SOLOPOS.COM - Antusiasme siswa siswi SMA dan SMK di Solo mengunjungi pameran seni rupa SMA, SMK dan SLB se-Kota Solo. Foto diambil Rabu (11/10/2023). (Solopos.com/Maymunah Nasution)

Solopos.com, SOLO–Membuka ruang berkreasi anak sekolah adalah bentuk upaya mengembangkan seni Indonesia ke depannya. Namun, pengkotak-kotakan usia dan seni justru membatasi kreativitas itu sendiri.

Hal ini disampaikan oleh kurator sekaligus panitia penyelenggara Pameran Seni Rupa Siswa dan Guru SMA, SMK, dan SLB se-Kota Solo, Teguh Prihadi, saat ditemui Solopos.com di Taman Budaya Jawa Tengah (TBJT), Kamis (12/10/2023). Pameran digelar selama tiga hari, Rabu-Jumat (11-13/10/2023),

Promosi Strategi Telkom Jaga Jaringan Demi Layanan Telekomunikasi Prima

Teguh mengatakan loncatan ekspresi antara usia SMA dengan usia-usia di bawahnya sebenarnya tidak dapat dipisahkan.

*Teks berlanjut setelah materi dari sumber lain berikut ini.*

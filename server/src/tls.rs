//! HTTP(S) listener plumbing
//!
//! Accepts TCP connections, terminates TLS with rustls when configured, and
//! hands each request to a [`RequestHandler`]. Used by the server for the
//! provisioning API and by the client for its demo page.

use std::convert::Infallible;
use std::fs::File;
use std::io::BufReader;
use std::net::SocketAddr;
use std::path::Path;
use std::sync::Arc;
use std::time::Duration;

use async_trait::async_trait;
use hyper::service::service_fn;
use hyper::{Body, Request, Response};
use rustls::pki_types::{CertificateDer, PrivateKeyDer};
use rustls::ServerConfig;
use rustls_pemfile::{certs, private_key};
use thiserror::Error;
use tokio::net::{TcpListener, TcpStream};
use tokio_rustls::TlsAcceptor;
use tracing::{debug, info, warn};

#[derive(Debug, Error)]
pub enum TlsError {
    #[error("Certificate error: {0}")]
    Certificate(String),

    #[error("Private key error: {0}")]
    Key(String),

    #[error("TLS configuration error: {0}")]
    Config(String),

    #[error("Cannot bind {addr}: {source}")]
    Listener {
        addr: String,
        #[source]
        source: std::io::Error,
    },
}

/// Pause after a failed accept (EMFILE, ECONNABORTED, ...) before retrying
const ACCEPT_ERROR_BACKOFF: Duration = Duration::from_millis(100);

/// Something that answers HTTP requests
#[async_trait]
pub trait RequestHandler: Send + Sync + 'static {
    async fn handle(&self, req: Request<Body>) -> Response<Body>;
}

/// Build a server config from PEM certificate chain and key files
pub fn build_tls_config(cert_path: &Path, key_path: &Path) -> Result<ServerConfig, TlsError> {
    let certs = load_certs(cert_path)?;
    let key = load_private_key(key_path)?;

    let provider = Arc::new(rustls::crypto::aws_lc_rs::default_provider());
    ServerConfig::builder_with_provider(provider)
        .with_safe_default_protocol_versions()
        .map_err(|e| TlsError::Config(e.to_string()))?
        .with_no_client_auth()
        .with_single_cert(certs, key)
        .map_err(|e| TlsError::Config(format!("Failed to build TLS config: {}", e)))
}

/// Load certificates from PEM file
pub fn load_certs(path: &Path) -> Result<Vec<CertificateDer<'static>>, TlsError> {
    let file = File::open(path).map_err(|e| {
        TlsError::Certificate(format!("Failed to open {}: {}", path.display(), e))
    })?;
    let mut reader = BufReader::new(file);
    let certs: Vec<CertificateDer<'static>> = certs(&mut reader).filter_map(|r| r.ok()).collect();

    if certs.is_empty() {
        return Err(TlsError::Certificate(format!(
            "No certificates found in {}",
            path.display()
        )));
    }

    Ok(certs)
}

/// Load private key from PEM file
pub fn load_private_key(path: &Path) -> Result<PrivateKeyDer<'static>, TlsError> {
    let file = File::open(path)
        .map_err(|e| TlsError::Key(format!("Failed to open {}: {}", path.display(), e)))?;
    let mut reader = BufReader::new(file);

    private_key(&mut reader)
        .map_err(|e| TlsError::Key(format!("Failed to read private key: {}", e)))?
        .ok_or_else(|| TlsError::Key(format!("No private key found in {}", path.display())))
}

/// Bind a TCP listener
pub async fn bind(addr: SocketAddr) -> Result<TcpListener, TlsError> {
    TcpListener::bind(addr)
        .await
        .map_err(|source| TlsError::Listener {
            addr: addr.to_string(),
            source,
        })
}

/// Source of incoming connections
#[async_trait]
trait Incoming: Send + Sync {
    type Stream: Send + 'static;

    async fn accept(&self) -> std::io::Result<(Self::Stream, SocketAddr)>;
}

#[async_trait]
impl Incoming for TcpListener {
    type Stream = TcpStream;

    async fn accept(&self) -> std::io::Result<(TcpStream, SocketAddr)> {
        TcpListener::accept(self).await
    }
}

/// Wait for the next connection. Accept errors are logged and retried after
/// a short pause; they never end the serve loop.
async fn next_connection<L: Incoming>(listener: &L, addr: &str) -> (L::Stream, SocketAddr) {
    loop {
        match listener.accept().await {
            Ok(connection) => return connection,
            Err(e) => {
                warn!(addr = %addr, error = %e, "Accept failed, retrying");
                tokio::time::sleep(ACCEPT_ERROR_BACKOFF).await;
            }
        }
    }
}

/// Serve HTTPS on `listener`. Runs until the task is dropped.
pub async fn serve_https(
    listener: TcpListener,
    config: ServerConfig,
    handler: Arc<dyn RequestHandler>,
) {
    let acceptor = TlsAcceptor::from(Arc::new(config));
    let addr = local_addr(&listener);
    info!("Listening on https://{}", addr);

    loop {
        let (stream, peer_addr) = next_connection(&listener, &addr).await;

        let acceptor = acceptor.clone();
        let handler = handler.clone();

        tokio::spawn(async move {
            match acceptor.accept(stream).await {
                Ok(tls_stream) => {
                    let service = service_fn(move |req| {
                        let handler = handler.clone();
                        async move { Ok::<_, Infallible>(handler.handle(req).await) }
                    });

                    let conn = hyper::server::conn::Http::new()
                        .http1_only(true)
                        .serve_connection(tls_stream, service);

                    if let Err(e) = conn.await {
                        debug!(peer = %peer_addr, "Connection error: {}", e);
                    }
                }
                Err(e) => {
                    warn!(peer = %peer_addr, "TLS handshake error: {}", e);
                }
            }
        });
    }
}

/// Serve plain HTTP on `listener` (behind a TLS-terminating proxy). Runs
/// until the task is dropped.
pub async fn serve_http(listener: TcpListener, handler: Arc<dyn RequestHandler>) {
    let addr = local_addr(&listener);
    info!("Listening on http://{}", addr);

    loop {
        let (stream, peer_addr) = next_connection(&listener, &addr).await;
        let handler = handler.clone();

        tokio::spawn(async move {
            let service = service_fn(move |req| {
                let handler = handler.clone();
                async move { Ok::<_, Infallible>(handler.handle(req).await) }
            });

            if let Err(e) = hyper::server::conn::Http::new()
                .http1_only(true)
                .serve_connection(stream, service)
                .await
            {
                debug!(peer = %peer_addr, "Connection error: {}", e);
            }
        });
    }
}

fn local_addr(listener: &TcpListener) -> String {
    listener
        .local_addr()
        .map(|a| a.to_string())
        .unwrap_or_else(|_| "<unknown>".to_string())
}

#[cfg(test)]
mod tests {
    use super::*;
    use hyper::StatusCode;
    use rcgen::{CertificateParams, KeyPair};
    use std::collections::VecDeque;
    use std::io::ErrorKind;
    use std::sync::Mutex;

    /// Replays scripted accept outcomes
    struct ScriptedIncoming {
        outcomes: Mutex<VecDeque<std::io::Result<u32>>>,
    }

    #[async_trait]
    impl Incoming for ScriptedIncoming {
        type Stream = u32;

        async fn accept(&self) -> std::io::Result<(u32, SocketAddr)> {
            let next = self.outcomes.lock().unwrap().pop_front();
            match next {
                Some(outcome) => outcome.map(|n| (n, SocketAddr::from(([10, 0, 0, 5], 40000)))),
                None => std::future::pending().await,
            }
        }
    }

    #[tokio::test]
    async fn test_accept_errors_do_not_end_the_loop() {
        let incoming = ScriptedIncoming {
            outcomes: Mutex::new(VecDeque::from(vec![
                Err(std::io::Error::from_raw_os_error(24)), // EMFILE
                Err(std::io::Error::from(ErrorKind::ConnectionAborted)),
                Ok(7),
            ])),
        };

        let (stream, peer) = next_connection(&incoming, "127.0.0.1:0").await;
        assert_eq!(stream, 7);
        assert_eq!(peer.port(), 40000);
        assert!(incoming.outcomes.lock().unwrap().is_empty());
    }

    struct Hello;

    #[async_trait]
    impl RequestHandler for Hello {
        async fn handle(&self, _req: Request<Body>) -> Response<Body> {
            Response::new(Body::from("hello"))
        }
    }

    fn write_pair(dir: &Path) -> (std::path::PathBuf, std::path::PathBuf) {
        let key = KeyPair::generate().unwrap();
        let cert = CertificateParams::new(vec!["localhost".to_string()])
            .unwrap()
            .self_signed(&key)
            .unwrap();

        let cert_path = dir.join("cert.pem");
        let key_path = dir.join("key.pem");
        std::fs::write(&cert_path, cert.pem()).unwrap();
        std::fs::write(&key_path, key.serialize_pem()).unwrap();
        (cert_path, key_path)
    }

    #[test]
    fn test_build_tls_config() {
        let dir = tempfile::tempdir().unwrap();
        let (cert_path, key_path) = write_pair(dir.path());
        assert!(build_tls_config(&cert_path, &key_path).is_ok());
    }

    #[test]
    fn test_load_errors() {
        let dir = tempfile::tempdir().unwrap();
        let (cert_path, key_path) = write_pair(dir.path());

        assert!(matches!(
            load_certs(&dir.path().join("missing.pem")),
            Err(TlsError::Certificate(_))
        ));
        // A key file holds no certificates, a certificate file no key
        assert!(matches!(load_certs(&key_path), Err(TlsError::Certificate(_))));
        assert!(matches!(load_private_key(&cert_path), Err(TlsError::Key(_))));
    }

    #[tokio::test]
    async fn test_serve_https_round_trip() {
        let dir = tempfile::tempdir().unwrap();
        let (cert_path, key_path) = write_pair(dir.path());
        let config = build_tls_config(&cert_path, &key_path).unwrap();

        let listener = bind(SocketAddr::from(([127, 0, 0, 1], 0))).await.unwrap();
        let port = listener.local_addr().unwrap().port();
        tokio::spawn(serve_https(listener, config, Arc::new(Hello)));

        let client = reqwest::Client::builder()
            .danger_accept_invalid_certs(true)
            .build()
            .unwrap();
        let response = client
            .get(format!("https://localhost:{}/", port))
            .send()
            .await
            .unwrap();
        assert_eq!(response.status().as_u16(), StatusCode::OK.as_u16());
        assert_eq!(response.text().await.unwrap(), "hello");
    }

    #[tokio::test]
    async fn test_serve_http_round_trip() {
        let listener = bind(SocketAddr::from(([127, 0, 0, 1], 0))).await.unwrap();
        let port = listener.local_addr().unwrap().port();
        tokio::spawn(serve_http(listener, Arc::new(Hello)));

        let body = reqwest::get(format!("http://127.0.0.1:{}/", port))
            .await
            .unwrap()
            .text()
            .await
            .unwrap();
        assert_eq!(body, "hello");
    }
}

“Secara ekspresi, anak-anak tidak dapat dipisah dan dikotak-kotakkan. Ekspresi anak SMA yang usianya semakin sadar akan pseudorealisme itu akan menggambarkan konsep realis dan semakin berhati-hati dengan imajinasi mereka sendiri. Ini tidak dapat dipisahkan dengan TK, SD, dan SMP yang masih memiliki keberanian juktaposisi dan transparansi tanpa ada rasa takut,” ujar Teguh.

Teguh menyayangkan penyelenggaraan pameran yang hanya terkhusus untuk usia anak SMA dan guru, karena membuat peserta terfokus pada mengalahkan kawannya dan mengurangi ruang ekspresi yang masih tersedia.

Hal tersebut, jelas dia, akan membuat anak tumbuh menjadi orang yang takut dan tidak percaya diri, dan semakin mendewakan otaknya daripada perasaan serta intuisinya.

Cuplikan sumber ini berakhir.